Saved entries
Start of Block
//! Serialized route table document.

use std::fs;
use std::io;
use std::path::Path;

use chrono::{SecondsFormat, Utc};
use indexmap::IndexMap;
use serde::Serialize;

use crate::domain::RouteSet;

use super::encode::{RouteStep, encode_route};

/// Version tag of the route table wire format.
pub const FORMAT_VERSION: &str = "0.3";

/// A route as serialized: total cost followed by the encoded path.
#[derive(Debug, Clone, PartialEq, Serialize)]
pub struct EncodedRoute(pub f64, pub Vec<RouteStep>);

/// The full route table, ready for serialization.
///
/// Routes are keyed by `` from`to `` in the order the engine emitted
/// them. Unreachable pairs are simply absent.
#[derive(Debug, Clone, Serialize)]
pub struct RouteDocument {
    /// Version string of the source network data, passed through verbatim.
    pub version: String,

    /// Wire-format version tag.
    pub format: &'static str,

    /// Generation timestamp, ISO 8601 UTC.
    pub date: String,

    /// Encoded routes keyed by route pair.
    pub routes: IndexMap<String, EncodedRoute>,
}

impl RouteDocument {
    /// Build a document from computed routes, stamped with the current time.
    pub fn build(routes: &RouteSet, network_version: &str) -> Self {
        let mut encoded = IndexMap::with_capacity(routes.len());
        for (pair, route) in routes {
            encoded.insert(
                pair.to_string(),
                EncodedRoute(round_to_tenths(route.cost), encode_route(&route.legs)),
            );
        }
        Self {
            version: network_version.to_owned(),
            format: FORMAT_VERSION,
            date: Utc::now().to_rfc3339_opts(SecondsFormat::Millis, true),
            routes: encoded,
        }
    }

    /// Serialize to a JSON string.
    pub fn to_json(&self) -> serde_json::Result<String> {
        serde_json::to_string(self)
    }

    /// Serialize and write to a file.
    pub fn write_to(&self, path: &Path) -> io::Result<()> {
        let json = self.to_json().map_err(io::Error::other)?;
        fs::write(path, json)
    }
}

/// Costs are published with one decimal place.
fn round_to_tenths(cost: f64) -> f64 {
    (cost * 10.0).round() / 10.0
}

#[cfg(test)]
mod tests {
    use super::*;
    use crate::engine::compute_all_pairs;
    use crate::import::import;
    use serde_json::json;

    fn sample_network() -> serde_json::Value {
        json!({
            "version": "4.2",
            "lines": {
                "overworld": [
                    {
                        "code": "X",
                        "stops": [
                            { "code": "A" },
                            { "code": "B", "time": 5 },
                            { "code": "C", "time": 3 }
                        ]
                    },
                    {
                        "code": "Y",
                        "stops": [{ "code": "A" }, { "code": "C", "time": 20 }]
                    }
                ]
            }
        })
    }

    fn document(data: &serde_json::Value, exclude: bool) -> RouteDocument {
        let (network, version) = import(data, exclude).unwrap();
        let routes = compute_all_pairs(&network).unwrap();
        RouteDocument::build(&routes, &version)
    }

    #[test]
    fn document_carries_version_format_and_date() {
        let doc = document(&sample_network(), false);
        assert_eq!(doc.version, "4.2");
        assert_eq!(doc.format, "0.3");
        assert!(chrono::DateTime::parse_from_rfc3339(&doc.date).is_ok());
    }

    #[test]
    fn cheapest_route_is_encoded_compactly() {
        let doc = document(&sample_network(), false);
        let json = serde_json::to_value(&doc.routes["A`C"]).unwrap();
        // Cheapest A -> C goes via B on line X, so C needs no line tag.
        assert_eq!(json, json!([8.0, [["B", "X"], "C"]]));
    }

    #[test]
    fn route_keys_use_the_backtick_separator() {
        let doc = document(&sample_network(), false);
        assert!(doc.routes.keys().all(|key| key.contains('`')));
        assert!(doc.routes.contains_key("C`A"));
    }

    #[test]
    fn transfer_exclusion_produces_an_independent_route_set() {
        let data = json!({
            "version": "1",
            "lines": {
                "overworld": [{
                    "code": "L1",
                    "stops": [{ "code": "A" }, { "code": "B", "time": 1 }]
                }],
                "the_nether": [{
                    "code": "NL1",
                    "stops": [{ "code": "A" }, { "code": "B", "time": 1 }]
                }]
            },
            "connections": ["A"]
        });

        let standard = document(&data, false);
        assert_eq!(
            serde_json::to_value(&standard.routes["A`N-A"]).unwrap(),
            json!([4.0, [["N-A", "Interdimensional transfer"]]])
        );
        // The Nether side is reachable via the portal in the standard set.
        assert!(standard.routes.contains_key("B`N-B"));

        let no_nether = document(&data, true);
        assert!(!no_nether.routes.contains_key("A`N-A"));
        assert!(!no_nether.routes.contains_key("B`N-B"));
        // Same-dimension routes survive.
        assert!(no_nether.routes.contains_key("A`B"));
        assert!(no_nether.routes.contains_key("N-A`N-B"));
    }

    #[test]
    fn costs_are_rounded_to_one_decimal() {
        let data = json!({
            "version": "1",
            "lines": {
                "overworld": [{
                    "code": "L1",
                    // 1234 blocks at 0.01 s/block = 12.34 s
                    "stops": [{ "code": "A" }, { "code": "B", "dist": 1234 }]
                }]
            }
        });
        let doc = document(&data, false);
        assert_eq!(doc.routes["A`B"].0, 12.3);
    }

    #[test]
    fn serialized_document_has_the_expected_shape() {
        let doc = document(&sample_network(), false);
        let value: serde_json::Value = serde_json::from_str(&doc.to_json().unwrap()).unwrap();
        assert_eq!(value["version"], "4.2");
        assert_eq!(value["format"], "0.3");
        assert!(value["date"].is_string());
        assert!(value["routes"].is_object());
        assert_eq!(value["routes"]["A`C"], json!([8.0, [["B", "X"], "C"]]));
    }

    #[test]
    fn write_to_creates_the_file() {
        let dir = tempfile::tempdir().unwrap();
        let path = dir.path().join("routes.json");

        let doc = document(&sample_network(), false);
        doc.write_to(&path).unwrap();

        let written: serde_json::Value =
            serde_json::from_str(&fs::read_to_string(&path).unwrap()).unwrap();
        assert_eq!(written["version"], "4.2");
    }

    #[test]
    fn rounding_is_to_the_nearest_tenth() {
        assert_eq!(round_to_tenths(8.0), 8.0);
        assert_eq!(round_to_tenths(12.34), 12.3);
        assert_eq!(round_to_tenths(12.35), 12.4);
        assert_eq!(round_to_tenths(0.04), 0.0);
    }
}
End of Block
### PROBLEM DETAILS
Every record should be repeated exactly; please leave none out.

### RESULT OF THIS TASK
//! Serialized route table document.

use std::fs;
use std::io;
use std::path::Path;

use chrono::{SecondsFormat, Utc};
use indexmap::IndexMap;
use serde::Serialize;

use crate::domain::RouteSet;

use super::encode::{RouteStep, encode_route};

/// Version tag of the route table wire format.
pub const FORMAT_VERSION: &str = "0.3";

/// A route as serialized: total cost followed by the encoded path.
#[derive(Debug, Clone, PartialEq, Serialize)]
pub struct EncodedRoute(pub f64, pub Vec<RouteStep>);

/// The full route table, ready for serialization.
///
/// Routes are keyed by `` from`to `` in the order the engine emitted
/// them. Unreachable pairs are simply absent.
#[derive(Debug, Clone, Serialize)]
pub struct RouteDocument {
    /// Version string of the source network data, passed through verbatim.
    pub version: String,

    /// Wire-format version tag.
    pub format: &'static str,

    /// Generation timestamp, ISO 8601 UTC.
    pub date: String,

    /// Encoded routes keyed by route pair.
    pub routes: IndexMap<String, EncodedRoute>,
}

impl RouteDocument {
    /// Build a document from computed routes, stamped with the current time.
    pub fn build(routes: &RouteSet, network_version: &str) -> Self {
        let mut encoded = IndexMap::with_capacity(routes.len());
        for (pair, route) in routes {
            encoded.insert(
                pair.to_string(),
                EncodedRoute(round_to_tenths(route.cost), encode_route(&route.legs)),
            );
        }
        Self {
            version: network_version.to_owned(),
            format: FORMAT_VERSION,
            date: Utc::now().to_rfc3339_opts(SecondsFormat::Millis, true),
            routes: encoded,
        }
    }

    /// Serialize to a JSON string.
    pub fn to_json(&self) -> serde_json::Result<String> {
        serde_json::to_string(self)
    }

    /// Serialize and write to a file.
    pub fn write_to(&self, path: &Path) -> io::Result<()> {
        let json = self.to_json().map_err(io::Error::other)?;
        fs::write(path, json)
    }
}

/// Costs are published with one decimal place.
fn round_to_tenths(cost: f64) -> f64 {
    (cost * 10.0).round() / 10.0
}

#[cfg(test)]
mod tests {
    use super::*;
    use crate::engine::compute_all_pairs;
    use crate::import::import;
    use serde_json::json;

    fn sample_network() -> serde_json::Value {
        json!({
            "version": "4.2",
            "lines": {
                "overworld": [
                    {
                        "code": "X",
                        "stops": [
                            { "code": "A" },
                            { "code": "B", "time": 5 },
                            { "code": "C", "time": 3 }
                        ]
                    },
                    {
                        "code": "Y",
                        "stops": [{ "code": "A" }, { "code": "C", "time": 20 }]
                    }
                ]
            }
        })
    }

    fn document(data: &serde_json::Value, exclude: bool) -> RouteDocument {
        let (network, version) = import(data, exclude).unwrap();
        let routes = compute_all_pairs(&network).unwrap();
        RouteDocument::build(&routes, &version)
    }

    #[test]
    fn document_carries_version_format_and_date() {
        let doc = document(&sample_network(), false);
        assert_eq!(doc.version, "4.2");
        assert_eq!(doc.format, "0.3");
        assert!(chrono::DateTime::parse_from_rfc3339(&doc.date).is_ok());
    }

    #[test]
    fn cheapest_route_is_encoded_compactly() {
        let doc = document(&sample_network(), false);
        let json = serde_json::to_value(&doc.routes["A`C"]).unwrap();
        // Cheapest A -> C goes via B on line X, so C needs no line tag.
        assert_eq!(json, json!([8.0, [["B", "X"], "C"]]));
    }

    #[test]
    fn route_keys_use_the_backtick_separator() {
        let doc = document(&sample_network(), false);
        assert!(doc.routes.keys().all(|key| key.contains('`')));
        assert!(doc.routes.contains_key("C`A"));
    }

    #[test]
    fn transfer_exclusion_produces_an_independent_route_set() {
        let data = json!({
            "version": "1",
            "lines": {
                "overworld": [{
                    "code": "L1",
                    "stops": [{ "code": "A" }, { "code": "B", "time": 1 }]
                }],
                "the_nether": [{
                    "code": "NL1",
                    "stops": [{ "code": "A" }, { "code": "B", "time": 1 }]
                }]
            },
            "connections": ["A"]
        });

        let standard = document(&data, false);
        assert_eq!(
            serde_json::to_value(&standard.routes["A`N-A"]).unwrap(),
            json!([4.0, [["N-A", "Interdimensional transfer"]]])
        );
        // The Nether side is reachable via the portal in the standard set.
        assert!(standard.routes.contains_key("B`N-B"));

        let no_nether = document(&data, true);
        assert!(!no_nether.routes.contains_key("A`N-A"));
        assert!(!no_nether.routes.contains_key("B`N-B"));
        // Same-dimension routes survive.
        assert!(no_nether.routes.contains_key("A`B"));
        assert!(no_nether.routes.contains_key("N-A`N-B"));
    }

    #[test]
    fn costs_are_rounded_to_one_decimal() {
        let data = json!({
            "version": "1",
            "lines": {
                "overworld": [{
                    "code": "L1",
                    // 1234 blocks at 0.01 s/block = 12.34 s
                    "stops": [{ "code": "A" }, { "code": "B", "dist": 1234 }]
                }]
            }
        });
        let doc = document(&data, false);
        assert_eq!(doc.routes["A`B"].0, 12.3);
    }

    #[test]
    fn serialized_document_has_the_expected_shape() {
        let doc = document(&sample_network(), false);
        let value: serde_json::Value = serde_json::from_str(&doc.to_json().unwrap()).unwrap();
        assert_eq!(value["version"], "4.2");
        assert_eq!(value["format"], "0.3");
        assert!(value["date"].is_string());
        assert!(value["routes"].is_object());
        assert_eq!(value["routes"]["A`C"], json!([8.0, [["B", "X"], "C"]]));
    }

    #[test]
    fn write_to_creates_the_file() {
        let dir = tempfile::tempdir().unwrap();
        let path = dir.path().join("routes.json");

        let doc = document(&sample_network(), false);
        doc.write_to(&path).unwrap();

        let written: serde_json::Value =
            serde_json::from_str(&fs::read_to_string(&path).unwrap()).unwrap();
        assert_eq!(written["version"], "4.2");
    }

    #[test]
    fn rounding_is_to_the_nearest_tenth() {
        assert_eq!(round_to_tenths(8.0), 8.0);
        assert_eq!(round_to_tenths(12.34), 12.3);
        assert_eq!(round_to_tenths(12.35), 12.4);
        assert_eq!(round_to_tenths(0.04), 0.0);
    }
}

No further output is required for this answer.